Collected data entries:
_ _ _ _ _ _ _

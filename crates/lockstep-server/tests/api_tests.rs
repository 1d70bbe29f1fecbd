//! Integration tests for the authority server.
//!
//! REST routes are driven through the Axum `Router` via
//! `tower::ServiceExt` without starting a TCP server. The room protocol
//! is driven through [`Connection`], the socket-independent half of the
//! `WebSocket` handler.

#![allow(
    clippy::unwrap_used,
    clippy::indexing_slicing,
    clippy::panic,
    clippy::arithmetic_side_effects
)]

use std::sync::Arc;
use std::sync::atomic::{AtomicI64, Ordering};
use std::time::Duration;

use axum::body::Body;
use axum::http::{Request, StatusCode};
use lockstep_core::{LocalClock, ReplayEngine, Session, Simulation};
use lockstep_server::router::build_router;
use lockstep_server::state::AppState;
use lockstep_server::store::EventStore;
use lockstep_server::ws::Connection;
use lockstep_types::{ClientMessage, PostMessage, RoomId, ServerMessage, TimelineEvent};
use serde_json::{Value, json};
use tokio::sync::mpsc;
use tower::ServiceExt;

/// Manually advanced clock.
#[derive(Debug, Default)]
struct StepClock(AtomicI64);

impl StepClock {
    fn set(&self, now: i64) {
        self.0.store(now, Ordering::SeqCst);
    }
}

impl LocalClock for StepClock {
    fn now_millis(&self) -> i64 {
        self.0.load(Ordering::SeqCst)
    }
}

fn room(raw: &str) -> RoomId {
    RoomId::parse(raw).unwrap()
}

fn state_with_clock() -> (Arc<AppState>, Arc<StepClock>) {
    let clock = Arc::new(StepClock::default());
    let state = AppState::in_memory().with_clock(Arc::clone(&clock) as Arc<dyn LocalClock>);
    (Arc::new(state), clock)
}

fn connect(state: &Arc<AppState>) -> (Connection, mpsc::Receiver<ServerMessage>) {
    let (tx, rx) = mpsc::channel(64);
    (Connection::new(Arc::clone(state), tx), rx)
}

async fn next_frame(rx: &mut mpsc::Receiver<ServerMessage>) -> ServerMessage {
    tokio::time::timeout(Duration::from_secs(2), rx.recv())
        .await
        .unwrap()
        .unwrap()
}

fn post(room_id: &RoomId, data: Value, time: i64) -> ClientMessage {
    ClientMessage::Post {
        room_id: room_id.clone(),
        message: PostMessage { data, time },
    }
}

async fn get_json(state: Arc<AppState>, uri: &str) -> (StatusCode, Value) {
    let response = build_router(state)
        .oneshot(Request::builder().uri(uri).body(Body::empty()).unwrap())
        .await
        .unwrap();
    let status = response.status();
    let bytes = axum::body::to_bytes(response.into_body(), usize::MAX)
        .await
        .unwrap();
    (status, serde_json::from_slice(&bytes).unwrap())
}

// ---------------------------------------------------------------------------
// Protocol
// ---------------------------------------------------------------------------

#[tokio::test]
async fn clock_probe_echoes_client_time() {
    let (state, clock) = state_with_clock();
    clock.set(5_000);
    let (mut conn, _rx) = connect(&state);

    let reply = conn
        .handle_text(r#"{"type":"get time","client_time":1234}"#)
        .await;
    assert_eq!(
        reply,
        Some(ServerMessage::InformTime {
            server_time: 5_000,
            client_time: Some(1_234),
        })
    );
}

#[tokio::test]
async fn posts_are_stamped_and_fanned_out_to_watchers_only() {
    let (state, clock) = state_with_clock();
    let a = room("a1");
    let b = room("b2");

    let (mut watcher_a, mut rx_a) = connect(&state);
    let (mut watcher_b, mut rx_b) = connect(&state);
    let (mut producer, mut rx_p) = connect(&state);
    watcher_a.handle(ClientMessage::Watch { room_id: a.clone() }).await;
    watcher_b.handle(ClientMessage::Watch { room_id: b.clone() }).await;

    clock.set(1_050);
    assert!(producer.handle(post(&a, json!("up-pressed"), 1_000)).await.is_none());

    let ServerMessage::Post(envelope) = next_frame(&mut rx_a).await else {
        panic!("expected post");
    };
    assert_eq!(envelope.room_id, a);
    assert_eq!(envelope.message.time, 1_000);
    assert_eq!(envelope.message.server_received_at, 1_050);

    assert!(rx_b.try_recv().is_err());
    assert!(rx_p.try_recv().is_err());
}

#[tokio::test]
async fn repeated_post_is_broadcast_once() {
    let (state, clock) = state_with_clock();
    let a = room("c0ffee");
    let (mut watcher, mut rx) = connect(&state);
    let (mut producer, _rx_p) = connect(&state);
    watcher.handle(ClientMessage::Watch { room_id: a.clone() }).await;

    clock.set(10);
    producer.handle(post(&a, json!({"k": 1}), 5)).await;
    clock.set(20);
    producer.handle(post(&a, json!({"k": 1}), 5)).await;
    producer.handle(post(&a, json!({"k": 2}), 5)).await;

    let ServerMessage::Post(first) = next_frame(&mut rx).await else {
        panic!("expected post");
    };
    let ServerMessage::Post(second) = next_frame(&mut rx).await else {
        panic!("expected post");
    };
    assert_eq!(first.message.data, json!({"k": 1}));
    assert_eq!(second.message.data, json!({"k": 2}));
    assert!(rx.try_recv().is_err());
}

#[tokio::test]
async fn unwatch_stops_delivery() {
    let (state, _clock) = state_with_clock();
    let a = room("ab");
    let (mut watcher, mut rx) = connect(&state);
    let (mut producer, _rx_p) = connect(&state);

    watcher.handle(ClientMessage::Watch { room_id: a.clone() }).await;
    assert_eq!(watcher.watched_rooms().count(), 1);
    watcher.handle(ClientMessage::Unwatch { room_id: a.clone() }).await;
    assert_eq!(watcher.watched_rooms().count(), 0);

    producer.handle(post(&a, json!("x"), 1)).await;
    tokio::time::sleep(Duration::from_millis(50)).await;
    assert!(rx.try_recv().is_err());
}

#[tokio::test]
async fn slow_watcher_is_reported_as_lagged() {
    let (state, clock) = state_with_clock();
    let a = room("1a9");
    let (tx, mut rx) = mpsc::channel(1);
    let mut watcher = Connection::new(Arc::clone(&state), tx);
    let (mut producer, _rx_p) = connect(&state);
    watcher.handle(ClientMessage::Watch { room_id: a.clone() }).await;

    // More posts than the room buffer plus the connection queue can hold.
    for i in 0..300 {
        clock.set(i);
        producer.handle(post(&a, json!(i), i)).await;
    }

    let lagged = tokio::time::timeout(Duration::from_secs(2), async {
        loop {
            tokio::select! {
                Some(room_id) = watcher.lagged() => return room_id,
                Some(_) = rx.recv() => {}
            }
        }
    })
    .await
    .unwrap();
    assert_eq!(lagged, a);

    // The forwarder is gone; the rest is recovered by resync.
    let hub = state.room(&a).await;
    tokio::time::timeout(Duration::from_secs(1), async {
        while hub.watcher_count() > 0 {
            tokio::task::yield_now().await;
        }
    })
    .await
    .unwrap();
    let Some(ServerMessage::ResyncResponse { messages, .. }) = watcher
        .handle(ClientMessage::Resync {
            room_id: a.clone(),
            since: 0,
        })
        .await
    else {
        panic!("expected resync response");
    };
    assert_eq!(messages.len(), 300);
}

#[tokio::test]
async fn malformed_frames_are_ignored() {
    let (state, _clock) = state_with_clock();
    let (mut conn, _rx) = connect(&state);

    assert!(conn.handle_text("not json").await.is_none());
    assert!(conn.handle_text(r#"{"type":"watch","room_id":"zz"}"#).await.is_none());
    assert!(conn.handle_text(r#"{"type":"dance"}"#).await.is_none());
    assert_eq!(conn.watched_rooms().count(), 0);
    assert!(state.room_ids().await.is_empty());

    // The connection still works afterwards.
    let reply = conn.handle_text(r#"{"type":"get time","clientTime":1}"#).await;
    assert!(matches!(reply, Some(ServerMessage::InformTime { .. })));
}

#[tokio::test]
async fn resync_returns_matching_history() {
    let (state, clock) = state_with_clock();
    let a = room("dd");
    let (mut conn, _rx) = connect(&state);

    for (time, stamp) in [(100, 110), (200, 210), (300, 310)] {
        clock.set(stamp);
        conn.handle(post(&a, json!(time), time)).await;
    }

    let reply = conn
        .handle(ClientMessage::Resync {
            room_id: a.clone(),
            since: 210,
        })
        .await;
    let Some(ServerMessage::ResyncResponse { room_id, messages }) = reply else {
        panic!("expected resync-response");
    };
    assert_eq!(room_id, a);
    let times: Vec<i64> = messages.iter().map(|m| m.message.time).collect();
    assert_eq!(times, vec![200, 300]);
}

/// Sums every numeric payload; no ticking.
#[derive(Debug, Clone, Copy)]
struct Sum;

impl Simulation for Sum {
    type State = i64;

    fn apply(&self, state: i64, event: &TimelineEvent) -> i64 {
        state.saturating_add(event.data.as_i64().unwrap_or(0))
    }

    fn tick(&self, state: i64) -> i64 {
        state
    }
}

#[tokio::test]
async fn reconnecting_watcher_converges_after_resync() {
    let (state, clock) = state_with_clock();
    let a = room("f00d");
    let (mut producer, _rx_p) = connect(&state);

    let mut steady = Session::new(ReplayEngine::new(Sum, 0, 0));
    let mut flaky = Session::new(ReplayEngine::new(Sum, 0, 0));

    let (mut steady_conn, mut steady_rx) = connect(&state);
    steady_conn.handle(ClientMessage::Watch { room_id: a.clone() }).await;
    let (mut flaky_conn, mut flaky_rx) = connect(&state);
    flaky_conn.handle(ClientMessage::Watch { room_id: a.clone() }).await;

    for (i, value) in [1, 2, 3, 4, 5].into_iter().enumerate() {
        let stamp = 1_000 + i64::try_from(i).unwrap() * 100;
        clock.set(stamp);

        // The flaky watcher drops out for the middle three posts.
        if i == 1 {
            flaky_conn.close();
        }
        producer.handle(post(&a, json!(value), stamp - 5)).await;

        let ServerMessage::Post(envelope) = next_frame(&mut steady_rx).await else {
            panic!("expected post");
        };
        steady.insert(envelope.message.into_event());

        if i == 0 {
            let ServerMessage::Post(envelope) = next_frame(&mut flaky_rx).await else {
                panic!("expected post");
            };
            flaky.insert(envelope.message.into_event());
        }
    }

    // Reconnect: watch again and resync from the watermark.
    let (mut flaky_conn, _flaky_rx) = connect(&state);
    flaky_conn.handle(ClientMessage::Watch { room_id: a.clone() }).await;
    let reply = flaky_conn
        .handle(ClientMessage::Resync {
            room_id: a.clone(),
            since: flaky.watermark(),
        })
        .await;
    let Some(ServerMessage::ResyncResponse { messages, .. }) = reply else {
        panic!("expected resync-response");
    };
    flaky.merge(messages.into_iter().map(|m| m.message.into_event()));

    assert_eq!(flaky.timeline().events(), steady.timeline().events());
    assert_eq!(flaky.state_at(10_000), 15);
    assert_eq!(steady.state_at(10_000), 15);
}

// ---------------------------------------------------------------------------
// Persistence
// ---------------------------------------------------------------------------

#[tokio::test]
async fn rooms_are_restored_from_the_store() {
    let dir = tempfile::tempdir().unwrap();
    let a = room("12ab");

    {
        let (store, writer) = EventStore::open(dir.path(), 16).await.unwrap();
        let state = AppState::new(store, 16);
        state
            .post(&a, PostMessage { data: json!("first"), time: 10 })
            .await
            .unwrap();
        state
            .post(&a, PostMessage { data: json!("second"), time: 20 })
            .await
            .unwrap();
        drop(state);
        writer.await.unwrap();
    }

    let (store, _writer) = EventStore::open(dir.path(), 16).await.unwrap();
    let state = Arc::new(AppState::new(store, 16));
    assert!(state.existing_room(&a).await.is_none());

    let history = state.resync(&a, 0).await;
    let data: Vec<Value> = history.into_iter().map(|e| e.message.data).collect();
    assert_eq!(data, vec![json!("first"), json!("second")]);

    // A repeat of a stored event is still recognised after restart.
    assert!(
        state
            .post(&a, PostMessage { data: json!("first"), time: 10 })
            .await
            .is_none()
    );
}

// ---------------------------------------------------------------------------
// REST
// ---------------------------------------------------------------------------

#[tokio::test]
async fn health_reports_room_count() {
    let (state, _clock) = state_with_clock();
    state.room(&room("01")).await;

    let (status, body) = get_json(state, "/health").await;
    assert_eq!(status, StatusCode::OK);
    assert_eq!(body["status"], "ok");
    assert_eq!(body["rooms"], 1);
}

#[tokio::test]
async fn list_rooms_returns_referenced_ids() {
    let (state, _clock) = state_with_clock();
    state.room(&room("bb")).await;
    state.room(&room("aa")).await;

    let (status, body) = get_json(state, "/api/rooms").await;
    assert_eq!(status, StatusCode::OK);
    assert_eq!(body, json!(["aa", "bb"]));
}

#[tokio::test]
async fn room_events_returns_ordered_timeline() {
    let (state, clock) = state_with_clock();
    let a = room("ace");
    clock.set(500);
    state.post(&a, PostMessage { data: json!("late"), time: 300 }).await;
    state.post(&a, PostMessage { data: json!("early"), time: 100 }).await;

    let (status, body) = get_json(Arc::clone(&state), "/api/rooms/ace/events").await;
    assert_eq!(status, StatusCode::OK);
    let events = body.as_array().unwrap();
    assert_eq!(events.len(), 2);
    assert_eq!(events[0]["data"], "early");
    assert_eq!(events[1]["data"], "late");
    assert_eq!(events[1]["server_received_at"], 500);

    let (_, filtered) = get_json(state, "/api/rooms/ace/events?since=200").await;
    assert_eq!(filtered.as_array().unwrap().len(), 2);
}

#[tokio::test]
async fn room_events_rejects_invalid_id() {
    let (state, _clock) = state_with_clock();
    let (status, body) = get_json(state, "/api/rooms/not-hex/events").await;
    assert_eq!(status, StatusCode::BAD_REQUEST);
    assert_eq!(body["status"], 400);
}

#[tokio::test]
async fn unknown_route_is_json_404() {
    let (state, _clock) = state_with_clock();
    let (status, body) = get_json(state, "/api/nothing").await;
    assert_eq!(status, StatusCode::NOT_FOUND);
    assert_eq!(body["status"], 404);
}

_ _ _ _ _ _ _

*Exercise objective:*
Could you return all lines from the records that include the word "late"?

*Result below:*
    state.post(&a, PostMessage { data: json!("late"), time: 300 }).await;
    assert_eq!(events[1]["data"], "late");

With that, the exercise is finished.